Nosjean had spent the evening with Odile Chenandier. She lived in a little flat over a shop in the Rue Bossuet. Whenever Nosjean was feeling low and put upon, or when his girl-friend had thrown him over – which seemed to happen with great regularity – Nosjean went to see her. She remained as shy as she’d been when he’d first met her, but he had a feeling that he was bringing her out of herself. To the sensitive Nosjean this was a triumph, and her delight when he arrived always made him feel two metres tall.

She made him coffee and they went for a walk under the trees in the Place Wilson. On the way back, he leaned towards her to kiss her. Immediately she turned her head away.

It was disappointing because, since Nosjean had put off asking Catherine Deneuve’s younger sister for a date when she was off-duty, he felt frustrated and virile as a bull, and he went home with steam coming out of his ears, wondering if he smelled.
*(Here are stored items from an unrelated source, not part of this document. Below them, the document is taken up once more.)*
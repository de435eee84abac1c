//! Configuration management for Casegen.
//!
//! Configuration is loaded from multiple sources with the following priority:
//! 1. Environment variables (highest priority)
//! 2. Project-local `casegen.toml` file
//! 3. User config `~/.config/casegen/config.toml`
//! 4. Built-in defaults (lowest priority)

use serde::{Deserialize, Serialize};
use std::path::{Path, PathBuf};
use std::time::Duration;
use thiserror::Error;

mod defaults;

pub use defaults::*;

/// Configuration errors.
#[derive(Debug, Error)]
pub enum ConfigError {
    #[error("Failed to read config file: {0}")]
    ReadError(#[from] std::io::Error),

    #[error("Failed to parse config file: {0}")]
    ParseError(#[from] toml::de::Error),

    #[error("Invalid configuration: {0}")]
    Invalid(String),
}

/// Main configuration structure.
#[derive(Debug, Clone, Default, Serialize, Deserialize)]
#[serde(default)]
pub struct Config {
    /// LLM provider configuration.
    pub llm: LLMConfig,

    /// Generation engine configuration.
    pub generation: GenerationConfig,

    /// Coverage scoring heuristics.
    pub coverage: CoverageSettings,

    /// Knowledge store configuration.
    pub knowledge: KnowledgeConfig,

    /// External test-data agent configuration.
    pub test_data: TestDataConfig,
}

impl Config {
    /// Load configuration from default locations.
    ///
    /// Searches for config in order:
    /// 1. `./casegen.toml` (project local)
    /// 2. `~/.config/casegen/config.toml` (user config)
    /// 3. Falls back to defaults
    pub fn load() -> Result<Self, ConfigError> {
        if Path::new("casegen.toml").exists() {
            return Self::from_file("casegen.toml");
        }

        if let Some(config_dir) = dirs::config_dir() {
            let user_config = config_dir.join("casegen").join("config.toml");
            if user_config.exists() {
                return Self::from_file(&user_config);
            }
        }

        let mut config = Self::default();
        config.apply_env_overrides();
        config.validate()?;
        Ok(config)
    }

    /// Load configuration from a specific file.
    pub fn from_file(path: impl AsRef<Path>) -> Result<Self, ConfigError> {
        let content = std::fs::read_to_string(path)?;
        let mut config = Self::from_toml(&content)?;
        config.apply_env_overrides();
        config.validate()?;
        Ok(config)
    }

    /// Parse configuration from a TOML string without environment overrides.
    pub fn from_toml(content: &str) -> Result<Self, ConfigError> {
        Ok(toml::from_str(content)?)
    }

    /// Apply environment variable overrides.
    fn apply_env_overrides(&mut self) {
        if let Ok(provider) = std::env::var("CASEGEN_LLM_PROVIDER") {
            self.llm.provider = provider;
        }
        if let Ok(model) = std::env::var("CASEGEN_LLM_MODEL") {
            self.llm.model = Some(model);
        }
        if let Ok(url) = std::env::var("CASEGEN_LLM_BASE_URL") {
            self.llm.base_url = Some(url);
        }
        if let Ok(key) = std::env::var("CASEGEN_LLM_API_KEY") {
            self.llm.api_key = Some(key);
        }
        if let Ok(tokens) = std::env::var("CASEGEN_LLM_MAX_TOKENS") {
            if let Ok(n) = tokens.parse() {
                self.llm.max_tokens = n;
            }
        }

        if let Ok(secs) = std::env::var("CASEGEN_TIMEOUT_SECS") {
            if let Ok(n) = secs.parse() {
                self.generation.timeout_secs = n;
            }
        }

        if let Ok(dir) = std::env::var("CASEGEN_KNOWLEDGE_DIR") {
            self.knowledge.data_dir = dir;
        }

        if let Ok(url) = std::env::var("CASEGEN_TEST_DATA_URL") {
            self.test_data.endpoint = Some(url);
        }
    }

    /// Checks values that would make the engine misbehave.
    pub fn validate(&self) -> Result<(), ConfigError> {
        if self.generation.timeout_secs == 0 {
            return Err(ConfigError::Invalid(
                "generation.timeout_secs must be greater than zero".to_string(),
            ));
        }
        if self.generation.max_count == 0 {
            return Err(ConfigError::Invalid(
                "generation.max_count must be greater than zero".to_string(),
            ));
        }
        let split = self.coverage.ideal_high_share
            + self.coverage.ideal_medium_share
            + self.coverage.ideal_low_share;
        if (split - 100.0).abs() > 1e-6 {
            return Err(ConfigError::Invalid(format!(
                "coverage ideal priority shares must add up to 100, got {split}"
            )));
        }
        Ok(())
    }

    /// Create a default config file content as a string.
    pub fn default_config_string() -> String {
        Config::default().to_toml_string()
    }

    /// Render this configuration as TOML.
    pub fn to_toml_string(&self) -> String {
        toml::to_string_pretty(self).unwrap_or_default()
    }
}

/// LLM provider configuration.
#[derive(Debug, Clone, Serialize, Deserialize)]
#[serde(default)]
pub struct LLMConfig {
    /// Provider name: "openai", "ollama", "openrouter", or "openai-compatible".
    pub provider: String,

    /// Model name (provider-specific).
    pub model: Option<String>,

    /// Base URL for API (for openai-compatible providers).
    pub base_url: Option<String>,

    /// API key (can also be set via environment variable).
    #[serde(skip_serializing)]
    pub api_key: Option<String>,

    /// Maximum tokens for response.
    pub max_tokens: u32,

    /// Sampling temperature.
    pub temperature: f32,
}

impl Default for LLMConfig {
    fn default() -> Self {
        Self {
            provider: DEFAULT_LLM_PROVIDER.to_string(),
            model: None,
            base_url: None,
            api_key: None,
            max_tokens: DEFAULT_MAX_TOKENS,
            temperature: DEFAULT_TEMPERATURE,
        }
    }
}

impl LLMConfig {
    /// Get the model name, falling back to provider defaults.
    pub fn model_or_default(&self) -> String {
        self.model.clone().unwrap_or_else(|| match self.provider.as_str() {
            "ollama" => DEFAULT_OLLAMA_MODEL.to_string(),
            _ => DEFAULT_OPENAI_MODEL.to_string(),
        })
    }

    /// Get the base URL, falling back to provider defaults.
    pub fn base_url_or_default(&self) -> String {
        self.base_url
            .clone()
            .unwrap_or_else(|| match self.provider.as_str() {
                "ollama" => DEFAULT_OLLAMA_URL.to_string(),
                "openrouter" => DEFAULT_OPENROUTER_URL.to_string(),
                _ => DEFAULT_OPENAI_URL.to_string(),
            })
    }

    /// Get API key from config or environment.
    pub fn api_key_or_env(&self) -> Option<String> {
        self.api_key
            .clone()
            .or_else(|| std::env::var("CASEGEN_LLM_API_KEY").ok())
            .or_else(|| match self.provider.as_str() {
                "ollama" => None,
                "openrouter" => std::env::var("OPENROUTER_API_KEY").ok(),
                _ => std::env::var("OPENAI_API_KEY").ok(),
            })
    }
}

/// Generation engine configuration.
#[derive(Debug, Clone, Serialize, Deserialize)]
#[serde(default)]
pub struct GenerationConfig {
    /// Timeout applied to every LLM call, in seconds.
    pub timeout_secs: u64,

    /// Maximum number of test cases a single request may ask for.
    pub max_count: usize,

    /// System prompt for generation.
    /// If not set, uses the built-in default.
    pub system_prompt: Option<String>,

    /// Maximum length of response excerpts in error messages.
    pub error_context_length: usize,
}

impl Default for GenerationConfig {
    fn default() -> Self {
        Self {
            timeout_secs: DEFAULT_TIMEOUT_SECS,
            max_count: DEFAULT_MAX_COUNT,
            system_prompt: None,
            error_context_length: DEFAULT_ERROR_CONTEXT_LENGTH,
        }
    }
}

impl GenerationConfig {
    /// The LLM timeout as a [`Duration`].
    pub fn timeout(&self) -> Duration {
        Duration::from_secs(self.timeout_secs)
    }
}

/// Heuristic constants used by the coverage analyzer.
///
/// None of these have a derivation beyond "worked well enough"; they are
/// exposed so teams can tune scoring without patching the analyzer.
#[derive(Debug, Clone, PartialEq, Serialize, Deserialize)]
#[serde(default)]
pub struct CoverageSettings {
    pub ideal_high_share: f64,
    pub ideal_medium_share: f64,
    pub ideal_low_share: f64,
    /// Allowed deviation (percentage points) from a policy's priority share.
    pub priority_tolerance: f64,
    pub min_recommended_tests: usize,
    pub min_distinct_types: usize,
    pub max_high_priority_share: f64,
    pub min_high_priority_share: f64,
    pub requirement_coverage_threshold: f64,
    pub edge_case_threshold: f64,
    pub edge_case_multiplier: f64,
    /// Delta (points) at which a comparison reports an improvement or regression.
    pub trend_threshold: f64,
}

impl Default for CoverageSettings {
    fn default() -> Self {
        Self {
            ideal_high_share: DEFAULT_IDEAL_HIGH_SHARE,
            ideal_medium_share: DEFAULT_IDEAL_MEDIUM_SHARE,
            ideal_low_share: DEFAULT_IDEAL_LOW_SHARE,
            priority_tolerance: DEFAULT_PRIORITY_TOLERANCE,
            min_recommended_tests: DEFAULT_MIN_RECOMMENDED_TESTS,
            min_distinct_types: DEFAULT_MIN_DISTINCT_TYPES,
            max_high_priority_share: DEFAULT_MAX_HIGH_PRIORITY_SHARE,
            min_high_priority_share: DEFAULT_MIN_HIGH_PRIORITY_SHARE,
            requirement_coverage_threshold: DEFAULT_REQUIREMENT_COVERAGE_THRESHOLD,
            edge_case_threshold: DEFAULT_EDGE_CASE_THRESHOLD,
            edge_case_multiplier: DEFAULT_EDGE_CASE_MULTIPLIER,
            trend_threshold: DEFAULT_TREND_THRESHOLD,
        }
    }
}

/// Knowledge store configuration.
#[derive(Debug, Clone, Serialize, Deserialize)]
#[serde(default)]
pub struct KnowledgeConfig {
    /// Whether generated cases are learned and reused as context.
    pub enabled: bool,

    /// Directory holding learned entries.
    pub data_dir: String,

    /// Number of similar cases pulled into a prompt.
    pub similar_limit: usize,
}

impl Default for KnowledgeConfig {
    fn default() -> Self {
        Self {
            enabled: true,
            data_dir: DEFAULT_KNOWLEDGE_DIR.to_string(),
            similar_limit: DEFAULT_SIMILAR_LIMIT,
        }
    }
}

impl KnowledgeConfig {
    /// Get the full path to the entries directory.
    pub fn entries_path(&self) -> PathBuf {
        PathBuf::from(&self.data_dir).join(DEFAULT_ENTRIES_DIR)
    }
}

/// External test-data agent configuration.
#[derive(Debug, Clone, Default, Serialize, Deserialize)]
#[serde(default)]
pub struct TestDataConfig {
    /// Base URL of the agent; enrichment skips sample data when unset.
    pub endpoint: Option<String>,
}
Darcy spent an uncomplicated evening with his girlfriend, Josephine-Heloïse Aymé, and now, at five a.m. the next morning he was lying awake. Alongside him, Josephine-Heloïse Aymé was making soft little snuffling noises that were as well-bred as she was. She came from Normandy and still had in her some of the beserker Scandinavian blood that had peopled the province hundreds of years ago. It made their evenings together warm, passionate and at times somewhat gymnastic.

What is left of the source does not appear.